Les dernières vacances

La toge prétexte.

Comment Roger Leenhardt aurait-il pu espérer retrouver jamais cet état de grâce, ce beau miracle de sensibilité et d’intelligence, après avoir tourné, en 1948, Les dernières vacances ? De fait, il se consacra ensuite à la production de films documentaires et sa seule autre incursion dans la réalisation de fiction, Le rendez-vous de minuit, en 1961, ne fut pas une réussite. Alors que Les dernières vacances est un pur bonheur de finesse, par le regard porté sur le moment fragile où l’adolescence entre dans la jeunesse, ce moment où, à Rome, les enfants commençaient à devenir des hommes en portant la robe prétexte avant de revêtir la toge virile à 17 ans. Ce moment où l’insouciance commence à s’enfuir, comme s’enfuient les longues semaines d’un été qui n’a jamais été aussi beau que cette année-là.

Lourds moments de ces trois mois délicieux et interminables et qui pourtant paraissaient toujours trop courts. C’est une grande maison, un grand domaine, tout bruissant de cris d’enfants et de longs jeux formidables. On est en 1933. Les fermages ne rapportent plus beaucoup et les dépenses d’entretien de la propriété ne font que s’accroître. Les grandes personnes songent avec nostalgie à leurs vingt ans, au bel été 1913, au monde stable d’auparavant mais elles sont bien obligées d’envisager la vente de leur terre, qui est depuis longtemps dans la famille et qui est demeurée dans l’indivision.

C’est le dernier été qu’on passera ensemble mais si les plus petits des enfants jacasseurs n’en ont pas vraiment conscience, parce qu’ils ne peuvent pas même imaginer que leur paradis puisse avoir une fin, les deux aînés, Juliette (Odile Versois) et Jacques (Michel François), en sont saisis jusqu’au tréfonds d’eux-mêmes.

Orpheline de sa mère, Juliette est la fille du chef de famille nominal Walter Lherminier (Jean d’ Yd), qui après de fortes études scientifiques, s’est consacré à la propriété – qu’il a assez mal gérée – et surtout à la photographie naturaliste. On peut songer en regardant sa tranquille insouciance à Milou (Michel Piccoli) de Milou en mai de Louis Malle.

Jacques est le fils de Cécile (Renée Devillers), sœur de Walter et femme du prospère homme d’affaires Valentin Simonet (Pierre Dux).
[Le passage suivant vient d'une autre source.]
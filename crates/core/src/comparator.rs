//! Pluggable result ordering
//!
//! A [`ResultComparator`] is a key extractor plus a direction. Sortable
//! fields are registered once in a [`ComparatorRegistry`] and selected by
//! name at query time, so no caller needs to switch over field kinds.
//!
//! Equal keys are always broken by ascending invocation id, independent of
//! the direction, which keeps repeated identical queries reproducible.

use crate::record::InvocationSequence;
use serde::{Deserialize, Serialize};
use std::cmp::Ordering;
use std::collections::HashMap;
use std::fmt;
use std::sync::Arc;

/// Names of the built-in sortable fields
pub mod fields {
    /// Invocation start time
    pub const TIMESTAMP: &str = "timestamp";
    /// Invocation id (insertion order)
    pub const ID: &str = "id";
    /// Effective duration (payload duration, else self duration)
    pub const DURATION: &str = "duration";
    /// Number of nested invocations
    pub const CHILD_COUNT: &str = "child_count";
    /// HTTP response status
    pub const RESPONSE_STATUS: &str = "response_status";
    /// HTTP request URL
    pub const URL: &str = "url";
    /// Use case from the tagging header
    pub const USE_CASE: &str = "use_case";
    /// Instrumented method id
    pub const METHOD: &str = "method";
    /// Application id
    pub const APPLICATION: &str = "application";
    /// Business transaction id
    pub const BUSINESS_TRANSACTION: &str = "business_transaction";
    /// Nested SQL / exception presence
    pub const NESTED_DATA: &str = "nested_data";
}

/// Extracted sort key
///
/// Keys of different kinds order by kind; `Missing` sorts first. Signed and
/// unsigned integers compare numerically with each other.
#[derive(Debug, Clone)]
pub enum SortKey {
    /// Field not present on the record
    Missing,
    /// Boolean flag
    Flag(bool),
    /// Integer value
    Int(i64),
    /// Unsigned integer value (ids, counts)
    UInt(u64),
    /// Floating point value (total order, NaN last)
    Float(f64),
    /// Text value
    Text(String),
}

impl SortKey {
    fn rank(&self) -> u8 {
        match self {
            SortKey::Missing => 0,
            SortKey::Flag(_) => 1,
            SortKey::Int(_) | SortKey::UInt(_) => 2,
            SortKey::Float(_) => 3,
            SortKey::Text(_) => 4,
        }
    }
}

impl Ord for SortKey {
    fn cmp(&self, other: &Self) -> Ordering {
        match (self, other) {
            (SortKey::Missing, SortKey::Missing) => Ordering::Equal,
            (SortKey::Flag(a), SortKey::Flag(b)) => a.cmp(b),
            (SortKey::Int(a), SortKey::Int(b)) => a.cmp(b),
            (SortKey::UInt(a), SortKey::UInt(b)) => a.cmp(b),
            (SortKey::Int(a), SortKey::UInt(b)) => match u64::try_from(*a) {
                Ok(a) => a.cmp(b),
                Err(_) => Ordering::Less,
            },
            (SortKey::UInt(a), SortKey::Int(b)) => match u64::try_from(*b) {
                Ok(b) => a.cmp(&b),
                Err(_) => Ordering::Greater,
            },
            (SortKey::Float(a), SortKey::Float(b)) => a.total_cmp(b),
            (SortKey::Text(a), SortKey::Text(b)) => a.cmp(b),
            _ => self.rank().cmp(&other.rank()),
        }
    }
}

impl PartialOrd for SortKey {
    fn partial_cmp(&self, other: &Self) -> Option<Ordering> {
        Some(self.cmp(other))
    }
}

impl PartialEq for SortKey {
    fn eq(&self, other: &Self) -> bool {
        self.cmp(other) == Ordering::Equal
    }
}

impl Eq for SortKey {}

/// Sort direction
#[derive(Debug, Clone, Copy, Default, PartialEq, Eq, Hash, Serialize, Deserialize)]
#[serde(rename_all = "snake_case")]
pub enum SortDirection {
    /// Smallest key first
    #[default]
    Ascending,
    /// Largest key first
    Descending,
}

type Extractor = dyn Fn(&InvocationSequence) -> SortKey + Send + Sync;

/// Key extractor plus direction
#[derive(Clone)]
pub struct ResultComparator {
    name: Arc<str>,
    extractor: Arc<Extractor>,
    direction: SortDirection,
}

impl ResultComparator {
    /// Create an ascending comparator from a key extractor
    pub fn new<F>(name: &str, extractor: F) -> Self
    where
        F: Fn(&InvocationSequence) -> SortKey + Send + Sync + 'static,
    {
        Self {
            name: Arc::from(name),
            extractor: Arc::new(extractor),
            direction: SortDirection::Ascending,
        }
    }

    /// Same key, ascending
    pub fn ascending(mut self) -> Self {
        self.direction = SortDirection::Ascending;
        self
    }

    /// Same key, descending
    pub fn descending(mut self) -> Self {
        self.direction = SortDirection::Descending;
        self
    }

    /// Same key, explicit direction
    pub fn with_direction(mut self, direction: SortDirection) -> Self {
        self.direction = direction;
        self
    }

    /// Field name this comparator sorts by
    pub fn name(&self) -> &str {
        &self.name
    }

    /// Sort direction
    pub fn direction(&self) -> SortDirection {
        self.direction
    }

    /// Extract the sort key of a record
    pub fn extract_key(&self, record: &InvocationSequence) -> SortKey {
        (self.extractor)(record)
    }

    /// Compare two extracted keys, honoring the direction
    pub fn compare_keys(&self, a: &SortKey, b: &SortKey) -> Ordering {
        match self.direction {
            SortDirection::Ascending => a.cmp(b),
            SortDirection::Descending => b.cmp(a),
        }
    }

    /// Total order over records: key in direction, then ascending id
    pub fn compare(&self, a: &InvocationSequence, b: &InvocationSequence) -> Ordering {
        self.compare_keys(&self.extract_key(a), &self.extract_key(b))
            .then(a.id.cmp(&b.id))
    }

    /// The default ordering: newest timestamp first
    pub fn timestamp_descending() -> Self {
        builtin(fields::TIMESTAMP)
            .map(ResultComparator::descending)
            .unwrap_or_else(|| {
                ResultComparator::new(fields::TIMESTAMP, |r| {
                    SortKey::Int(r.timestamp.as_millis())
                })
                .descending()
            })
    }
}

impl Default for ResultComparator {
    fn default() -> Self {
        Self::timestamp_descending()
    }
}

impl fmt::Debug for ResultComparator {
    fn fmt(&self, f: &mut fmt::Formatter<'_>) -> fmt::Result {
        f.debug_struct("ResultComparator")
            .field("name", &self.name)
            .field("direction", &self.direction)
            .finish()
    }
}

fn optional_text(value: Option<&str>) -> SortKey {
    value.map_or(SortKey::Missing, |s| SortKey::Text(s.to_string()))
}

/// Ascending comparator for a built-in field name
fn builtin(name: &str) -> Option<ResultComparator> {
    let comparator = match name {
        fields::TIMESTAMP => {
            ResultComparator::new(name, |r| SortKey::Int(r.timestamp.as_millis()))
        }
        fields::ID => ResultComparator::new(name, |r| SortKey::UInt(r.id)),
        fields::DURATION => ResultComparator::new(name, |r| SortKey::Float(r.effective_duration())),
        fields::CHILD_COUNT => ResultComparator::new(name, |r| SortKey::UInt(r.child_count)),
        fields::RESPONSE_STATUS => ResultComparator::new(name, |r| {
            r.response_status()
                .map_or(SortKey::Missing, |s| SortKey::Int(i64::from(s)))
        }),
        fields::URL => ResultComparator::new(name, |r| optional_text(r.url())),
        fields::USE_CASE => ResultComparator::new(name, |r| optional_text(r.use_case())),
        fields::METHOD => ResultComparator::new(name, |r| SortKey::UInt(r.method_id)),
        fields::APPLICATION => {
            ResultComparator::new(name, |r| SortKey::UInt(r.application_id))
        }
        fields::BUSINESS_TRANSACTION => ResultComparator::new(name, |r| {
            SortKey::UInt(r.business_transaction_id)
        }),
        fields::NESTED_DATA => ResultComparator::new(name, |r| {
            let sql = i64::from(r.has_nested_sql_statements());
            let exceptions = i64::from(r.has_nested_exceptions());
            SortKey::Int(sql * 2 + exceptions)
        }),
        _ => return None,
    };
    Some(comparator)
}

/// Named comparators available to query callers
#[derive(Debug, Clone)]
pub struct ComparatorRegistry {
    comparators: HashMap<String, ResultComparator>,
}

impl ComparatorRegistry {
    /// Registry with no comparators
    pub fn empty() -> Self {
        Self {
            comparators: HashMap::new(),
        }
    }

    /// Registry with every built-in field registered (ascending)
    pub fn with_builtins() -> Self {
        let mut registry = Self::empty();
        for name in [
            fields::TIMESTAMP,
            fields::ID,
            fields::DURATION,
            fields::CHILD_COUNT,
            fields::RESPONSE_STATUS,
            fields::URL,
            fields::USE_CASE,
            fields::METHOD,
            fields::APPLICATION,
            fields::BUSINESS_TRANSACTION,
            fields::NESTED_DATA,
        ] {
            if let Some(comparator) = builtin(name) {
                registry.register(comparator);
            }
        }
        registry
    }

    /// Register (or replace) a comparator under its name
    pub fn register(&mut self, comparator: ResultComparator) {
        self.comparators
            .insert(comparator.name().to_string(), comparator.ascending());
    }

    /// Look up a comparator by field name with the requested direction
    pub fn get(&self, name: &str, direction: SortDirection) -> Option<ResultComparator> {
        self.comparators
            .get(name)
            .cloned()
            .map(|c| c.with_direction(direction))
    }

    /// Registered field names, sorted
    pub fn names(&self) -> Vec<&str> {
        let mut names: Vec<_> = self.comparators.keys().map(String::as_str).collect();
        names.sort_unstable();
        names
    }
}

impl Default for ComparatorRegistry {
    fn default() -> Self {
        Self::with_builtins()
    }
}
Autre fils Lherminier, Édouard (Frédéric Munié), marié à Amélie (Marcelle Monthil) ; le couple est parent du jeune Augustin (Raymond Farge) à la santé fragile, qui après trois ans de sanatorium, a un peu de mal à s’intégrer à la nombreuse bande de cousins qui ont fait de l’immense propriété le plus fascinant des terrains de jeux. Puis arrive, précédée d’un parfum de scandale, la ravissante élégante divorcée et femme libre Odette (Christiane Barry) qui va un peu beaucoup faire tourner la tête de Valentin/Dux.

Et il y a encore Tante Délie (Berthe Bovy), charmante vieille dame un peu mystérieuse qui entretient l’esprit de famille mais dont ne sait pas trop ce qu’on va en faire quand la maison sera vendue. Vendue à des investisseurs immobiliers dont le représentant, Pierre Garat (Jean Lara) est bien près de séduire la jolie Juliette, à tout le moins lui fait découvrir qu’elle est déjà presque une femme… et naturellement toute une kyrielle d’enfants…

En voilà beaucoup de personnages pourra-t-on dire ! Et quelques intrigues qui s’entrecroisent… Le talent de Roger Leenhardt a été précisément de manier toute cette richesse de caractères et de situations avec une finesse et une intelligence rares et d’avoir traité avec une infinie délicatesse le vert paradis des amours enfantines, l’innocent paradis, plein de plaisirs furtifs (Baudelaire). Jacques passe de l’enfance à l’adolescence lors de ces dernières vacances-là, entre la gifle donnée par sa mère (Renée Devillers) à un enfant qui lui a mal répondu et la gifle donnée par Juliette (Odile Versois), à un jeune homme qui a essayé de l’embrasser.

On n’est quelquefois pas très loin du drame, quelquefois pas très éloigné du drame bourgeois ; et précisément on échappe à tout cela. Jacques pris à rêver, lors de la première classe de la rentrée, sur la photographie de toute la famille assemblée pour la dernière fois dans ce qui fut son âme et sa force. Telle est la vie des hommes : quelques joies vite effacées par d’inoubliables chagrins (Marcel Pagnol).